--- Jason Holt <jason@lunkwill.org> wrote:
I also had a physics question recently. I was trying to explain e=mc^2 to my family, and was going to try to give an intuitive example of just how much energy there is in 300,000,000^2 kg*m^2/s^2.
Here is one illustration. Ocean water contains about 3 micrograms per liter of dissolved uranium. Extract the uranium from a volume of ocean, and fission all of it (using a breeder reactor), yielding about 200 MeV per atom. Use the released energy to heat that same volume of water. Water has a specific heat of 4800 J K^(-1) kg^(-1). What is the temperature rise? Answer: about 110 deg F.
I realized that impulse (or momentum), measured in kg*m/s, is much easier for me to conceptualize and explain: a baseball travelling at 30mph has a certain amount of kinetic energy that anyone can experience personally just by catching it. It was much more awkward to try to explain pushing a 1kg weight exactly hard enough to
accelerate it 1m/s^2, but only until it had travelled 1m. So if both units can be used to express energy, why do we speak of impulse as so different from energy,
Because energy and momentum are different physical quantities.

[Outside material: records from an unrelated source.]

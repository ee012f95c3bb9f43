//! Bearer token issued by the client-credentials grant.

// self
use crate::{_prelude::*, auth::Secret};

/// Access token plus the lifetime the provider granted it.
#[derive(Clone, Debug, PartialEq, Eq, Serialize, Deserialize)]
pub struct AccessToken {
	/// Bearer value; callers must avoid logging it.
	pub token: Secret,
	/// Scopes reported by the token endpoint.
	pub scopes: Vec<String>,
	/// Instant the token response was received.
	pub issued_at: OffsetDateTime,
	/// `issued_at` plus `expires_in`.
	pub expires_at: OffsetDateTime,
}
impl AccessToken {
	/// Creates a token that expires `expires_in` after `issued_at`.
	pub fn new(token: impl Into<String>, issued_at: OffsetDateTime, expires_in: Duration) -> Self {
		Self {
			token: Secret::new(token),
			scopes: Vec::new(),
			issued_at,
			expires_at: issued_at + expires_in,
		}
	}

	/// Attaches the scopes granted with the token.
	pub fn with_scopes<I, S>(mut self, scopes: I) -> Self
	where
		I: IntoIterator<Item = S>,
		S: Into<String>,
	{
		self.scopes = scopes.into_iter().map(Into::into).collect();

		self
	}

	/// Returns the raw token value.
	pub fn secret(&self) -> &str {
		self.token.expose()
	}

	/// Formats the `Authorization` header value.
	pub fn bearer(&self) -> String {
		format!("Bearer {}", self.token.expose())
	}

	/// Lifetime granted by the provider.
	pub fn lifetime(&self) -> Duration {
		self.expires_at - self.issued_at
	}

	/// Returns `true` once `instant` reaches the expiry.
	pub fn is_expired_at(&self, instant: OffsetDateTime) -> bool {
		instant >= self.expires_at
	}

	/// How long the token may be cached once `margin` is held back.
	///
	/// A zero or negative result means the token should not be cached at all.
	pub fn cache_ttl(&self, margin: Duration) -> Duration {
		self.lifetime() - margin
	}
}
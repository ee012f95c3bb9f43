// self
use crate::{_prelude::*, obs::OperationKind};

/// Type alias that resolves to an instrumented future when tracing is enabled.
#[cfg(feature = "tracing")]
pub type InstrumentedOperation<F> = tracing::instrument::Instrumented<F>;
/// Passthrough future type when tracing is disabled.
#[cfg(not(feature = "tracing"))]
pub type InstrumentedOperation<F> = F;

/// Span wrapper used by client operations.
#[derive(Clone, Debug)]
pub struct OperationSpan {
	#[cfg(feature = "tracing")]
	span: tracing::Span,
}
impl OperationSpan {
	/// Creates a new span tagged with the provided operation + stage.
	pub fn new(kind: OperationKind, stage: &'static str) -> Self {
		#[cfg(feature = "tracing")]
		{
			let span =
				tracing::info_span!("paypal_client.operation", operation = kind.as_str(), stage);

			Self { span }
		}
		#[cfg(not(feature = "tracing"))]
		{
			let _ = (kind, stage);

			Self {}
		}
	}

	/// Instruments an async block without holding a guard across `.await` points.
	pub fn instrument<Fut>(&self, fut: Fut) -> InstrumentedOperation<Fut>
	where
		Fut: Future,
	{
		#[cfg(feature = "tracing")]
		{
			use tracing::Instrument;

			fut.instrument(self.span.clone())
		}
		#[cfg(not(feature = "tracing"))]
		{
			fut
		}
	}
}

/// Emits a `debug` event when tracing is enabled; expands to nothing otherwise.
macro_rules! debug_event {
	($($arg:tt)*) => {
		#[cfg(feature = "tracing")]
		{
			::tracing::debug!($($arg)*);
		}
	};
}
pub(crate) use debug_event;
//! Optional observability for token resolution and REST calls.
//!
//! [`Client::auth_token`] runs as [`OperationKind::Authenticate`] and [`Client::send`] (with every
//! verb built on it) runs as [`OperationKind::Request`].
//!
//! # Feature Flags
//!
//! - Enable `tracing` to run each operation inside a `paypal_client.operation` span carrying
//!   `operation` and `stage` fields. Debug events report token cache hits, 401 evictions, and
//!   error statuses with their `PayPal-Debug-Id`.
//! - Enable `metrics` to count attempts and terminal outcomes in `paypal_client_operation_total`
//!   (labels `operation`, `outcome`). Failures are also counted in `paypal_client_failure_total`
//!   under a `class` label from [`failure_class`].
//!
//! [`Client::auth_token`]: crate::client::Client::auth_token
//! [`Client::send`]: crate::client::Client::send

mod metrics;
mod tracing;

pub use metrics::*;
pub use tracing::*;

// self
use crate::_prelude::*;

/// Operations observed by the client.
#[derive(Clone, Copy, Debug, PartialEq, Eq, Hash)]
pub enum OperationKind {
	/// Bearer token lookup or client-credentials exchange.
	Authenticate,
	/// Authenticated REST call.
	Request,
}
impl OperationKind {
	/// Returns a stable label suitable for span or metric fields.
	pub const fn as_str(self) -> &'static str {
		match self {
			OperationKind::Authenticate => "authenticate",
			OperationKind::Request => "request",
		}
	}
}
impl Display for OperationKind {
	fn fmt(&self, f: &mut Formatter) -> FmtResult {
		f.write_str(self.as_str())
	}
}

/// Outcome labels recorded for each attempt.
#[derive(Clone, Copy, Debug, PartialEq, Eq, Hash)]
pub enum OperationOutcome {
	/// Entry to a client operation.
	Attempt,
	/// Successful completion.
	Success,
	/// Failure propagated back to the caller.
	Failure,
}
impl OperationOutcome {
	/// Returns a stable label suitable for span or metric fields.
	pub const fn as_str(self) -> &'static str {
		match self {
			OperationOutcome::Attempt => "attempt",
			OperationOutcome::Success => "success",
			OperationOutcome::Failure => "failure",
		}
	}

	/// Maps a result onto its terminal outcome.
	pub fn of<T, E>(result: &Result<T, E>) -> Self {
		if result.is_ok() { Self::Success } else { Self::Failure }
	}
}
impl Display for OperationOutcome {
	fn fmt(&self, f: &mut Formatter) -> FmtResult {
		f.write_str(self.as_str())
	}
}

/// Label describing why an operation failed.
///
/// HTTP errors use their [`ApiErrorKind`](crate::error::ApiErrorKind) label, so a rejected
/// credential shows up as `authentication_failure` and throttling as `rate_limit_reached`.
pub fn failure_class(err: &Error) -> &'static str {
	match err {
		Error::Api(e) => e.kind.as_str(),
		Error::Cache(_) => "cache",
		Error::Config(_) => "config",
		Error::Decode(_) => "decode",
		Error::Transport(_) => "transport",
	}
}

#[cfg(test)]
mod tests {
	// self
	use super::*;
	use crate::error::{ApiError, ConfigError, TransportError};

	#[test]
	fn failure_class_uses_api_kind_for_http_errors() {
		let rejected: Error = ApiError::from_response(401, b"{}").into();
		let throttled: Error = ApiError::from_response(429, b"").into();

		assert_eq!(failure_class(&rejected), "authentication_failure");
		assert_eq!(failure_class(&throttled), "rate_limit_reached");
		assert_eq!(failure_class(&TransportError::Timeout.into()), "transport");
		assert_eq!(failure_class(&ConfigError::MissingExpiresIn.into()), "config");
	}

	#[test]
	fn outcome_of_result() {
		assert_eq!(OperationOutcome::of(&Ok::<_, ()>(1)), OperationOutcome::Success);
		assert_eq!(OperationOutcome::of(&Err::<(), _>(())), OperationOutcome::Failure);
	}
}
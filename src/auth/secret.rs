//! Redacting wrapper shared by the client secret and issued bearer tokens.

// self
use crate::_prelude::*;

/// PayPal credential material: the app's client secret or an issued access token.
///
/// `Debug` and `Display` print `<redacted>`, so a [`ClientConfig`] or [`AccessToken`] can be
/// logged whole. Serialization is transparent, which lets custom [`TokenCache`] backends
/// persist tokens as plain strings.
///
/// [`ClientConfig`]: crate::config::ClientConfig
/// [`AccessToken`]: crate::auth::AccessToken
/// [`TokenCache`]: crate::cache::TokenCache
#[derive(Clone, PartialEq, Eq, Serialize, Deserialize)]
#[serde(transparent)]
pub struct Secret(String);
impl Secret {
	/// Wraps a client secret or access token.
	pub fn new(value: impl Into<String>) -> Self {
		Self(value.into())
	}

	/// Returns the raw value for the `Authorization` header. Never log it.
	pub fn expose(&self) -> &str {
		&self.0
	}

	/// Returns `true` when the value is empty or only whitespace.
	pub fn is_blank(&self) -> bool {
		self.0.trim().is_empty()
	}
}
impl AsRef<str> for Secret {
	fn as_ref(&self) -> &str {
		self.expose()
	}
}
impl Debug for Secret {
	fn fmt(&self, f: &mut Formatter) -> FmtResult {
		f.debug_tuple("Secret").field(&"<redacted>").finish()
	}
}
impl Display for Secret {
	fn fmt(&self, f: &mut Formatter) -> FmtResult {
		f.write_str("<redacted>")
	}
}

and is there an intuitive way to explain the conversion from the 30mph baseball's energy into kg*m^2/s^2 without calculus?
Perhaps, think of measuring the energy calorimetrically, by converting the energy into heat. Let a tank of water bring the baseball to a stop, and measure the temperature rise. This doesn't explain what energy actually IS; I can't think of a simple answer to that question.
I still remember the test question in 10th grade physical science in which I was asked to calculate the work required to carry a 10kg weight across a 10m room. I argued that, at least in the ideal sense, it required no work (if you're infinitely patient), since there was no change in gravitaional
potential energy, but the teacher wouldn't budge. I suppose I've resented work ever since.
This is one more example of how incompetent teachers drive students away from the phyical sciences. Was this public school?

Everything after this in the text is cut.